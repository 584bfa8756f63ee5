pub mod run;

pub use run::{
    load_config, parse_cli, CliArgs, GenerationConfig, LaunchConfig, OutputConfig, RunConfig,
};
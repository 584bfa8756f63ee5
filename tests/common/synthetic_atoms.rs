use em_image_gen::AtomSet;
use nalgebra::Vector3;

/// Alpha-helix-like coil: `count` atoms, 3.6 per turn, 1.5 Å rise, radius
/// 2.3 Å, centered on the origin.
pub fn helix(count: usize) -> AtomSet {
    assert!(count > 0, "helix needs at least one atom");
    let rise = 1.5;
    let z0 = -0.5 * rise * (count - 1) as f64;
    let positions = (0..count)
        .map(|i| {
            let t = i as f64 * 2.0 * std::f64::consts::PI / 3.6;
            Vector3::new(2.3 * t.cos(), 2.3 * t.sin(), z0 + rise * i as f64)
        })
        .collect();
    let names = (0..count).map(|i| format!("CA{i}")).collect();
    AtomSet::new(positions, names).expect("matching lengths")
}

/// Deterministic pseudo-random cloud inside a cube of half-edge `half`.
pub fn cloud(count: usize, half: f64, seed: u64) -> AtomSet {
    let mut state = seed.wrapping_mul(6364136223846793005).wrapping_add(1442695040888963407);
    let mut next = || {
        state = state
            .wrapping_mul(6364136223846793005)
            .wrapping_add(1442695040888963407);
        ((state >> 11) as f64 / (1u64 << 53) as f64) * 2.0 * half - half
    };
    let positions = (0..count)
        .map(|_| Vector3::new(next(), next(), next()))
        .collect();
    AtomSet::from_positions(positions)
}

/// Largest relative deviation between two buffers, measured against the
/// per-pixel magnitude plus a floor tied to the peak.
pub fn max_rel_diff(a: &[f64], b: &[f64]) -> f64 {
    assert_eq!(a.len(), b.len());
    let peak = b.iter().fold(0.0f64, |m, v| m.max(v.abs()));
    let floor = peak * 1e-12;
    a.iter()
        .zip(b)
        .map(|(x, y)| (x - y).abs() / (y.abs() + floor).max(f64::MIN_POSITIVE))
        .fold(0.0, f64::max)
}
...
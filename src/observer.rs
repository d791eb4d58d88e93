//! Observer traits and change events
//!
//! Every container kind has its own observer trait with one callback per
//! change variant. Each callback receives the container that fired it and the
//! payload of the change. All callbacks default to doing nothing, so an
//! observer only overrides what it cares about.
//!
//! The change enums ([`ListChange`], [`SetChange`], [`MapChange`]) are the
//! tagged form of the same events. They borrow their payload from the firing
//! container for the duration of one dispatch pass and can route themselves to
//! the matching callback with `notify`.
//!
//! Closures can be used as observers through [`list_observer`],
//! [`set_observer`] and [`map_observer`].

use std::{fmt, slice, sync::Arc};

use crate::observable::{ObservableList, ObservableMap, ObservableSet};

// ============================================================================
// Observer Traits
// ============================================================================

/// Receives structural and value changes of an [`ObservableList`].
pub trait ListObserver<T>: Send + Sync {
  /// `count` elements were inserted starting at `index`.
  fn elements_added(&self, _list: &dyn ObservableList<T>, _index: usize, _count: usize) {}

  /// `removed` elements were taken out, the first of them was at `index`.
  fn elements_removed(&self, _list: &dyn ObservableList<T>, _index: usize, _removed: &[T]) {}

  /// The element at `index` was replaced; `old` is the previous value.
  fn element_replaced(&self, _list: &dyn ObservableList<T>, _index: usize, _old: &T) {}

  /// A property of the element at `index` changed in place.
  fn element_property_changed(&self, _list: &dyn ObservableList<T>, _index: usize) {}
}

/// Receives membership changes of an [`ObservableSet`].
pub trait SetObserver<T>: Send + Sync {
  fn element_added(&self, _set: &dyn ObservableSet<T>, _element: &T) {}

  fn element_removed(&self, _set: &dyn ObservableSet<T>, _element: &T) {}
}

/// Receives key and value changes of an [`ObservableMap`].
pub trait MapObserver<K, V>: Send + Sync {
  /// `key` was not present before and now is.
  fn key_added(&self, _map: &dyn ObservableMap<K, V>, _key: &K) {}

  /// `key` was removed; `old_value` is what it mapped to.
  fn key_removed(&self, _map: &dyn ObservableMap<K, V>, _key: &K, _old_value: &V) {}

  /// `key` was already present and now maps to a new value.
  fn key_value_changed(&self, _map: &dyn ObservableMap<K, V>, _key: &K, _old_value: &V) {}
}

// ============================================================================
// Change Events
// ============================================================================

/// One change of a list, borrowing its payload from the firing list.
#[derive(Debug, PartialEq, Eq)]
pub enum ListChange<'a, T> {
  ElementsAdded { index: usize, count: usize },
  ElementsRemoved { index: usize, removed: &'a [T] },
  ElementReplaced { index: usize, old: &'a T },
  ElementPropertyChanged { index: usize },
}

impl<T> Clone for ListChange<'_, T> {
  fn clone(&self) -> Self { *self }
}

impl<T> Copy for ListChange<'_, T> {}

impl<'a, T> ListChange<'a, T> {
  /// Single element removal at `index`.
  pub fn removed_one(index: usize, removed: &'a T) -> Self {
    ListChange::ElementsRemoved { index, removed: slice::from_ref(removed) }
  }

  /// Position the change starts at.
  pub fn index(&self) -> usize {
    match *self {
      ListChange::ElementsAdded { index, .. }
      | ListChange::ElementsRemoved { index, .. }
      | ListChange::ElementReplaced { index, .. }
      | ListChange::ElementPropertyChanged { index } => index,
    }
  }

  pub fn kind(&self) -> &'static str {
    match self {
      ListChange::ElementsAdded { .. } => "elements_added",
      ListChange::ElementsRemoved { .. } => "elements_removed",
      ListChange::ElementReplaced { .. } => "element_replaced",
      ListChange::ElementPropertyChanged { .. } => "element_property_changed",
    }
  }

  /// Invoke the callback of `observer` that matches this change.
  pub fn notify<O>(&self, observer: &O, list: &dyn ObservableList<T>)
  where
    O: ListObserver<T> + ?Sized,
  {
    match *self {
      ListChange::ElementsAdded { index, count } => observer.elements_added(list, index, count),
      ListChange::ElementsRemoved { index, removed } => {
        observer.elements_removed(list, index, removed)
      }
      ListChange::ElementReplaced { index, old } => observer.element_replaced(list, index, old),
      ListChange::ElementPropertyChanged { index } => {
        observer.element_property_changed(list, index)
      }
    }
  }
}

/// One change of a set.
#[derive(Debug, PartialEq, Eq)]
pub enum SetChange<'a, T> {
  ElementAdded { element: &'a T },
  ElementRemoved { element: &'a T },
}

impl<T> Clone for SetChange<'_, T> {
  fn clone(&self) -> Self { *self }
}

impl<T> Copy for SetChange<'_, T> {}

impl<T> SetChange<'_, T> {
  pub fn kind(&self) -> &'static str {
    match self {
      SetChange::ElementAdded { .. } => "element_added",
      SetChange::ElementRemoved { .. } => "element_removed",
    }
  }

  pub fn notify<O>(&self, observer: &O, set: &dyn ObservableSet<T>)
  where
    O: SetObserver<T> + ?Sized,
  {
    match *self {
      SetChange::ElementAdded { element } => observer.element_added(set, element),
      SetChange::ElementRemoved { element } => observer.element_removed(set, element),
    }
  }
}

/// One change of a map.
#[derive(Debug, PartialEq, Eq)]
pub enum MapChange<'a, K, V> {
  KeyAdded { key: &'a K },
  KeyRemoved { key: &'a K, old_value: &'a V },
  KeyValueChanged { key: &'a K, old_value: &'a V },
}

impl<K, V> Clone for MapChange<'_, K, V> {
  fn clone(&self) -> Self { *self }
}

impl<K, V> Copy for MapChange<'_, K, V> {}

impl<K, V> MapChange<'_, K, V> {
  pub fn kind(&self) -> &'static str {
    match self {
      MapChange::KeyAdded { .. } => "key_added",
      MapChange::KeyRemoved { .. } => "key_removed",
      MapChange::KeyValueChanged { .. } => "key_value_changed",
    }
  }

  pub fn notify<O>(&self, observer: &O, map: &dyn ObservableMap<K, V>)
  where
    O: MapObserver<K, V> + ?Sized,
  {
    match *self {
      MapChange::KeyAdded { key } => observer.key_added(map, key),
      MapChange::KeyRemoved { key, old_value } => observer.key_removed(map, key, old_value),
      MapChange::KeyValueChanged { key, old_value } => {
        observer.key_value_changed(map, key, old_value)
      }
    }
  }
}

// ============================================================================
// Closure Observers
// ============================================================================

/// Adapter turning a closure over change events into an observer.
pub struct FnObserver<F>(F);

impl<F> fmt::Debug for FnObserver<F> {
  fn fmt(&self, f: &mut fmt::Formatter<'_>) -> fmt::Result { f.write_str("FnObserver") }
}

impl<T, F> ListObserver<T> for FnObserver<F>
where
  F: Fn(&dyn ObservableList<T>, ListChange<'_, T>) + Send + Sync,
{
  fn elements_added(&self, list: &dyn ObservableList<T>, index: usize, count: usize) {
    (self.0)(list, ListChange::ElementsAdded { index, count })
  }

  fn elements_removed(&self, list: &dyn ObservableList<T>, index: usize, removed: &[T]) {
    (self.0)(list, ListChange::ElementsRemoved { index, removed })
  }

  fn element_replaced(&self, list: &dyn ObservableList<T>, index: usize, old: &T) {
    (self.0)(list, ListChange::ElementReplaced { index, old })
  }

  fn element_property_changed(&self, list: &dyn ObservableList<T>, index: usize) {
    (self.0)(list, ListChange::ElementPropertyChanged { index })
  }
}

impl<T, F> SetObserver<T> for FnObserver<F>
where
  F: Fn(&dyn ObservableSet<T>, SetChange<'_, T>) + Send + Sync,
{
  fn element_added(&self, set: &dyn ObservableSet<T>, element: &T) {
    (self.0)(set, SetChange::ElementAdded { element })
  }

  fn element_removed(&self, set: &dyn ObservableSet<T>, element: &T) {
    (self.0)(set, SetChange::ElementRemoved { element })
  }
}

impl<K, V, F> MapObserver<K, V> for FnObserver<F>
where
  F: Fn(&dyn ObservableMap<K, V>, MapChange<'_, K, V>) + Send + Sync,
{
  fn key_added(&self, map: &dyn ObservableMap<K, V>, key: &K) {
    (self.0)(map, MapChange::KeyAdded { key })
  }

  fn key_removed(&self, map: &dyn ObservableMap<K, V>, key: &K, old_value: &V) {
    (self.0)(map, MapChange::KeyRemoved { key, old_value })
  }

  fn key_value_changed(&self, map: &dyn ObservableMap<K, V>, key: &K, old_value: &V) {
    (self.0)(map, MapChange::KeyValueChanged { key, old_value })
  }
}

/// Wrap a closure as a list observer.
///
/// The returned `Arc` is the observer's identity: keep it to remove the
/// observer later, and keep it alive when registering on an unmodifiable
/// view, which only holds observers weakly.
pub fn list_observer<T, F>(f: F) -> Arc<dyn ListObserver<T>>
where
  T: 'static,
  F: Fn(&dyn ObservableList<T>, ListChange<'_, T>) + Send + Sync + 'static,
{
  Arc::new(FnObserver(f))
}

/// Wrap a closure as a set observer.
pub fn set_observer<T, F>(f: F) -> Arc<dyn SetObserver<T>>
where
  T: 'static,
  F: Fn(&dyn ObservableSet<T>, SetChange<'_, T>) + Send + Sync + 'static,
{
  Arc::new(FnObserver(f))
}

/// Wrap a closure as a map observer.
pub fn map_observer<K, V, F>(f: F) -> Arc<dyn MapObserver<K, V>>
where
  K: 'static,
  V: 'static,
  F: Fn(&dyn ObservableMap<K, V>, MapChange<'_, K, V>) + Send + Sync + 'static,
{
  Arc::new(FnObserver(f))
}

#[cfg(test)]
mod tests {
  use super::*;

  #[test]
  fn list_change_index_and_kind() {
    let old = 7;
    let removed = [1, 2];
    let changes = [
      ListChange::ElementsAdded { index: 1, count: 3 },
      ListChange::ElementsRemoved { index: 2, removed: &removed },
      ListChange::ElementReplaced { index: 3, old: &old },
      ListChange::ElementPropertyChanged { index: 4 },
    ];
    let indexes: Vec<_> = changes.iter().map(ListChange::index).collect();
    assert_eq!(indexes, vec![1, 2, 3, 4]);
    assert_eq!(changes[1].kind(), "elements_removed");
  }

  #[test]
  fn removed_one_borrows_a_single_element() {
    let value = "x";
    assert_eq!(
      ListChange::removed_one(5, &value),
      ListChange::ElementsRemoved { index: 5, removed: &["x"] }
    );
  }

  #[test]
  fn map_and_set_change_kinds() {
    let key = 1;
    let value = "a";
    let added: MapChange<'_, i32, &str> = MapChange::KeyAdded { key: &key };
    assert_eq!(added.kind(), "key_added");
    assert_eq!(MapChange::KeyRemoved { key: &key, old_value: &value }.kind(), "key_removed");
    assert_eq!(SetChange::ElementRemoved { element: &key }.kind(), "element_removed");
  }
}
--
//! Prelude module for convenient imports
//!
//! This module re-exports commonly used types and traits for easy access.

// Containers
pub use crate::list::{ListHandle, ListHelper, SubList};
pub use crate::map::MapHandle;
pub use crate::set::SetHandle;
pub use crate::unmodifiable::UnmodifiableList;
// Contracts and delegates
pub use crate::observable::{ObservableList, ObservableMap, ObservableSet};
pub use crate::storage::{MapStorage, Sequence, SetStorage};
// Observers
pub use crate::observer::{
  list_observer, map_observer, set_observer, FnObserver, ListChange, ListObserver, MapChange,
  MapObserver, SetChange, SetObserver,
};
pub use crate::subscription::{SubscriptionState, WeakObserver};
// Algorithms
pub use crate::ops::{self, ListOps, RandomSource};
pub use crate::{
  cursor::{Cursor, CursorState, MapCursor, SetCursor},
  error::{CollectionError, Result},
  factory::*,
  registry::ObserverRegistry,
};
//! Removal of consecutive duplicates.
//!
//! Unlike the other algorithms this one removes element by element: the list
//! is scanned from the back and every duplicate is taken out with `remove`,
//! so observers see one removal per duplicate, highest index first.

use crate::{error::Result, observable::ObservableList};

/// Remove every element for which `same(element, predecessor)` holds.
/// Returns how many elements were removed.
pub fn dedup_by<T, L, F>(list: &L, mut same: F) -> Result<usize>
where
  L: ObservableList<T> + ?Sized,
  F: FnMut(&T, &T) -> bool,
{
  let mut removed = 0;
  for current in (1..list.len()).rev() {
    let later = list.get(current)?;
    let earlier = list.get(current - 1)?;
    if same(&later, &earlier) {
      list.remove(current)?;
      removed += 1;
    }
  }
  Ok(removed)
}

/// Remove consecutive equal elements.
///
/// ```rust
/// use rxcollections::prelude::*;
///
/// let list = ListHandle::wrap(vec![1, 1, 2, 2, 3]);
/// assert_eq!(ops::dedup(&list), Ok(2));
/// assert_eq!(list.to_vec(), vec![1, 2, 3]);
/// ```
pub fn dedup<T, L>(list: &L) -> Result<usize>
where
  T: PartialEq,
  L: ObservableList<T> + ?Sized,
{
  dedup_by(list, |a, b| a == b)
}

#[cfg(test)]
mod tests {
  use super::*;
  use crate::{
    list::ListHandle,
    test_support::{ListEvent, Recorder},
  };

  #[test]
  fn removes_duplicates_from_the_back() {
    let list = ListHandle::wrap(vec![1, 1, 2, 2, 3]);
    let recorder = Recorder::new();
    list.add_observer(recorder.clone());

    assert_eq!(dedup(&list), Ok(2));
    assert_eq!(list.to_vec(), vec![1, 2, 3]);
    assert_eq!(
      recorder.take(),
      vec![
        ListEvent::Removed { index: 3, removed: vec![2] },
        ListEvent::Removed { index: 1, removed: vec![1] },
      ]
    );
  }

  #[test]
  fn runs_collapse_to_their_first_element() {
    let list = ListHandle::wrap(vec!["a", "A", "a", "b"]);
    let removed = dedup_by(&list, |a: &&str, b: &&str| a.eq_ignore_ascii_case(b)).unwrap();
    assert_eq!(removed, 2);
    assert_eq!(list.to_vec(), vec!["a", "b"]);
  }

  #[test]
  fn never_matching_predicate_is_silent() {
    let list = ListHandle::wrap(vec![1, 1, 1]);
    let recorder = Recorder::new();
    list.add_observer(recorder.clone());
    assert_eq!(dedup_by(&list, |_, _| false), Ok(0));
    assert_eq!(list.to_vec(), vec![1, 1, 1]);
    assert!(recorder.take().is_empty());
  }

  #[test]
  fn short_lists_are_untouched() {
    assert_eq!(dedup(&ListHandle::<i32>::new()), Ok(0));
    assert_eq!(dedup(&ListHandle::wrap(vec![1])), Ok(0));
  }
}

• [WORK TASK]:
Everything above from the line containing "fn element_replaced(&self, list: &dyn" down to the line containing "fn key_removed(&self, map: &dyn" is to be transcribed exactly, with both of those lines included and nothing else added.

• [EXERCISE RESULT]:
  fn element_replaced(&self, list: &dyn ObservableList<T>, index: usize, old: &T) {
    (self.0)(list, ListChange::ElementReplaced { index, old })
  }

  fn element_property_changed(&self, list: &dyn ObservableList<T>, index: usize) {
    (self.0)(list, ListChange::ElementPropertyChanged { index })
  }
}

impl<T, F> SetObserver<T> for FnObserver<F>
where
  F: Fn(&dyn ObservableSet<T>, SetChange<'_, T>) + Send + Sync,
{
  fn element_added(&self, set: &dyn ObservableSet<T>, element: &T) {
    (self.0)(set, SetChange::ElementAdded { element })
  }

  fn element_removed(&self, set: &dyn ObservableSet<T>, element: &T) {
    (self.0)(set, SetChange::ElementRemoved { element })
  }
}

impl<K, V, F> MapObserver<K, V> for FnObserver<F>
where
  F: Fn(&dyn ObservableMap<K, V>, MapChange<'_, K, V>) + Send + Sync,
{
  fn key_added(&self, map: &dyn ObservableMap<K, V>, key: &K) {
    (self.0)(map, MapChange::KeyAdded { key })
  }

  fn key_removed(&self, map: &dyn ObservableMap<K, V>, key: &K, old_value: &V) {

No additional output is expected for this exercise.